Así debemos declarar que la indemnización que la mercantil QBO ARQUITELIA S.L., debe abonar a la empresa demandante por daños y perjuicios derivados de su defectuosa actuación profesional, incluyen los gastos de abogados de procurador que fueron abonados, por la intervención de estos profesionales en el procedimiento penal que el Sr. Bartolomé instó frente a la mercantil demandante, como consecuencia de la ocupación de su finca y derribo de su edificación. En segundo lugar debe declararse igualmente la obligación de indemnizar a la parte demandante en los daños y perjuicios que ésta ha abonado al señor Bartolomé por la ocupación y derribo de su inmueble, y que en el acuerdo suscrito entre las partes se fijó en 12.000 euros, importe este en el que deben entenderse incluidos los perjuicios por el no aviso del derribo que impidió la recuperación de efectos, y la no intervención en el procedimiento urbanístico del señor Bartolomé , junto con los daños de toda índole incluidos morales producidos por el error reseñado; por otra parte consta presupuesto de edificación de un corral similar al existente por un importe de algo más de 19.000 euros, y si bien la edificación se encontraba en desuso no se acredita que está obra presupuestada no se corresponda con la realidad; no siendo impugnado tal documento en el acto de la audiencia previa por la mercantil demandada la cual no niega la realidad del acuerdo transaccional aportado. En suma debemos concluir que la actora acredita tanto el abono de los honorarios profesionales indicados, como el abono de una indemnización por los perjuicios causados al señor Bartolomé .

Distinta suerte debe llevar la indemnización que se reclama en la demandada, por importe de 6000 euros, que se fijan en el acuerdo como 'precio' y que debe entenderse referido a la finca, de tal modo que trasmitida la propiedad a la actora su indemnización supondría un enriquecimiento sin causa; por ello debe desestimarse este importe indemnizatorio.
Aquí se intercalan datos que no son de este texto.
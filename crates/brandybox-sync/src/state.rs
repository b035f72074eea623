//! Durable record of the last verified synchronized state
//!
//! The [`StateStore`] owns every [`SyncedEntry`] and is mutated only by the
//! running cycle. Each mutating call persists the whole state before it
//! returns, so a crash mid-cycle loses at most the step in flight.
//!
//! On disk the state is a JSON document:
//!
//! ```json
//! {
//!   "version": 1,
//!   "sync_root": "/home/user/brandyBox",
//!   "entries": {
//!     "docs/report.pdf": {
//!       "kind": "file", "hash": "…", "size": 1024,
//!       "modified": 1700000000.0, "remote_modified": 1700000000.0,
//!       "verified_at": "2024-01-01T00:00:00Z"
//!     }
//!   }
//! }
//! ```

use std::collections::BTreeMap;
use std::path::{Path, PathBuf};

use brandybox_core::domain::{ContentHash, EntryKind, RelativePath, SyncedEntry};
use chrono::{DateTime, Utc};
use serde::{Deserialize, Serialize};
use tracing::{debug, info, instrument, warn};

use crate::SyncError;

const STATE_VERSION: u32 = 1;

#[derive(Debug, Serialize, Deserialize)]
struct StateFile {
    version: u32,
    #[serde(default)]
    sync_root: Option<PathBuf>,
    #[serde(default)]
    entries: BTreeMap<RelativePath, StoredEntry>,
}

#[derive(Debug, Serialize, Deserialize)]
struct StoredEntry {
    kind: EntryKind,
    #[serde(default)]
    hash: Option<ContentHash>,
    size: u64,
    modified: f64,
    #[serde(default)]
    remote_modified: Option<f64>,
    verified_at: DateTime<Utc>,
}

impl StoredEntry {
    fn from_entry(entry: &SyncedEntry) -> Self {
        Self {
            kind: entry.kind,
            hash: entry.hash.clone(),
            size: entry.size,
            modified: entry.modified,
            remote_modified: entry.remote_modified,
            verified_at: entry.verified_at,
        }
    }

    fn into_entry(self, path: RelativePath) -> SyncedEntry {
        SyncedEntry {
            path,
            kind: self.kind,
            hash: self.hash,
            size: self.size,
            modified: self.modified,
            remote_modified: self.remote_modified,
            verified_at: self.verified_at,
        }
    }
}

/// File-backed store of verified entries
#[derive(Debug)]
pub struct StateStore {
    path: PathBuf,
    sync_root: Option<PathBuf>,
    entries: BTreeMap<RelativePath, SyncedEntry>,
}

impl StateStore {
    /// Opens the state at `path`, starting empty if the file does not exist
    ///
    /// An unreadable or corrupt file is moved aside to `<name>.corrupt` and
    /// the store starts empty. With no state every path on both sides is
    /// new, which only ever produces transfers, never deletions.
    #[instrument(skip(path), fields(path = %path.display()))]
    pub async fn open(path: &Path) -> Result<Self, SyncError> {
        let mut store = Self {
            path: path.to_path_buf(),
            sync_root: None,
            entries: BTreeMap::new(),
        };

        let bytes = match tokio::fs::read(path).await {
            Ok(bytes) => bytes,
            Err(e) if e.kind() == std::io::ErrorKind::NotFound => {
                debug!("No sync state yet, starting empty");
                return Ok(store);
            }
            Err(e) => return Err(SyncError::State(format!("reading {}: {e}", path.display()))),
        };

        match serde_json::from_slice::<StateFile>(&bytes) {
            Ok(file) if file.version == STATE_VERSION => {
                store.sync_root = file.sync_root;
                store.entries = file
                    .entries
                    .into_iter()
                    .map(|(p, e)| (p.clone(), e.into_entry(p)))
                    .collect();
                info!(entries = store.entries.len(), "Loaded sync state");
            }
            Ok(file) => {
                warn!(
                    version = file.version,
                    "Unsupported sync state version, starting empty"
                );
                store.set_aside().await;
            }
            Err(e) => {
                warn!(error = %e, "Sync state is corrupt, starting empty");
                store.set_aside().await;
            }
        }

        Ok(store)
    }

    async fn set_aside(&self) {
        let mut backup = self.path.clone().into_os_string();
        backup.push(".corrupt");
        if let Err(e) = tokio::fs::rename(&self.path, &backup).await {
            warn!(error = %e, "Could not move corrupt sync state aside");
        }
    }

    /// Location of the state file
    pub fn path(&self) -> &Path {
        &self.path
    }

    /// Sync root the entries belong to
    pub fn sync_root(&self) -> Option<&Path> {
        self.sync_root.as_deref()
    }

    /// Binds the state to `root`, clearing it if it belonged to another root
    ///
    /// Returns true when existing entries were discarded.
    pub async fn ensure_root(&mut self, root: &Path) -> Result<bool, SyncError> {
        if self.sync_root.as_deref() == Some(root) {
            return Ok(false);
        }

        let cleared = !self.entries.is_empty();
        if cleared {
            warn!(
                old_root = ?self.sync_root,
                new_root = %root.display(),
                entries = self.entries.len(),
                "Sync root changed, discarding sync state"
            );
        }
        self.entries.clear();
        self.sync_root = Some(root.to_path_buf());
        self.save().await?;
        Ok(cleared)
    }

    pub fn get(&self, path: &RelativePath) -> Option<&SyncedEntry> {
        self.entries.get(path)
    }

    pub fn contains(&self, path: &RelativePath) -> bool {
        self.entries.contains_key(path)
    }

    pub fn entries(&self) -> &BTreeMap<RelativePath, SyncedEntry> {
        &self.entries
    }

    pub fn len(&self) -> usize {
        self.entries.len()
    }

    pub fn is_empty(&self) -> bool {
        self.entries.is_empty()
    }

    /// Adds or replaces a verified entry and persists
    pub async fn upsert(&mut self, entry: SyncedEntry) -> Result<(), SyncError> {
        self.entries.insert(entry.path.clone(), entry);
        self.save().await
    }

    /// Removes an entry and persists
    pub async fn remove(&mut self, path: &RelativePath) -> Result<Option<SyncedEntry>, SyncError> {
        let removed = self.entries.remove(path);
        if removed.is_some() {
            self.save().await?;
        }
        Ok(removed)
    }

    /// Applies several upserts and removals with a single write
    pub async fn apply_batch(
        &mut self,
        upserts: Vec<SyncedEntry>,
        removals: &[RelativePath],
    ) -> Result<(), SyncError> {
        if upserts.is_empty() && removals.is_empty() {
            return Ok(());
        }
        for path in removals {
            self.entries.remove(path);
        }
        for entry in upserts {
            self.entries.insert(entry.path.clone(), entry);
        }
        self.save().await
    }

    /// Drops every entry and persists
    pub async fn clear(&mut self) -> Result<(), SyncError> {
        self.entries.clear();
        self.save().await
    }

    /// Writes the state atomically (temp file in the same directory + rename)
    pub async fn save(&self) -> Result<(), SyncError> {
        let file = StateFile {
            version: STATE_VERSION,
            sync_root: self.sync_root.clone(),
            entries: self
                .entries
                .iter()
                .map(|(p, e)| (p.clone(), StoredEntry::from_entry(e)))
                .collect(),
        };
        let bytes = serde_json::to_vec(&file)
            .map_err(|e| SyncError::State(format!("serializing state: {e}")))?;

        if let Some(parent) = self.path.parent() {
            tokio::fs::create_dir_all(parent).await.map_err(|e| {
                SyncError::State(format!("creating {}: {e}", parent.display()))
            })?;
        }

        let mut tmp = self.path.clone().into_os_string();
        tmp.push(".tmp");
        let tmp = PathBuf::from(tmp);

        tokio::fs::write(&tmp, &bytes)
            .await
            .map_err(|e| SyncError::State(format!("writing {}: {e}", tmp.display())))?;
        tokio::fs::rename(&tmp, &self.path)
            .await
            .map_err(|e| SyncError::State(format!("replacing {}: {e}", self.path.display())))?;

        debug!(entries = self.entries.len(), "Sync state saved");
        Ok(())
    }
}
Por todo ello la cantidad total que la mercantil QBO ARQUITELIA SL, deberá abonar a MEMORA SERVICIOS FUNERARIOS S.L. asciende la cantidad total de 16.149,82 euros (dieciséis mil ciento cuarenta y nueve euros con ochenta y dos céntimos de euros).

QUINTO.- Por lo referido a las costas procesales ocasionadas en esta instancia y de conformidad con lo establecido en el Art. 394 y 398 LEC , procede habiéndose estimado parcialmente el recurso de apelación interpuesto, declarar que no se imponen las costas del procedimiento a ninguno de los litigantes.

Vistos los artículos citados y demás de general y pertinente aplicación.

Fallo

Que debemos estimar y estimamos en parte el recurso de apelación interpuesto por la representación procesal de MEMORA SERVICIOS FUNERARIOS S.L., contra la sentencia de fecha dictada por el Juzgado de Primera Instancia nº 4 de los de Logroño, en juicio ordinario en el mismo seguido bajo número 528/2011, del que dimana el presente Rollo de Apelación nº 441/2012, y en consecuencia, debemos revocar el revocamos dicha resolución en el sentido de declarar que procede la condena de la mercantil QBO ARQUITELIA S.L. al pago a la demandante de la cantidad de 16.149,82 euros más los intereses previstos en el artículo 576 de la ley del enjuiciamiento civil desde la fecha de la presente sentencia , y sin hacer expresa imposición de las costas causadas en la instancia.

No ha lugar hacer imposición de las costas causadas en esta alzada por dicho recurso.

Cúmplase al notificar esta resolución lo dispuesto en el art. 248-4 de la Ley Orgánica del Poder Judicial .

Devuélvanse los autos al juzgado de procedencia, con testimonio de esta resolución, interesándose acuse de recibo.

Así por esta nuestra sentencia, de la que se unirá certificación literal al Rollo de Apelación, lo pronunciamos, mandamos y firmamos.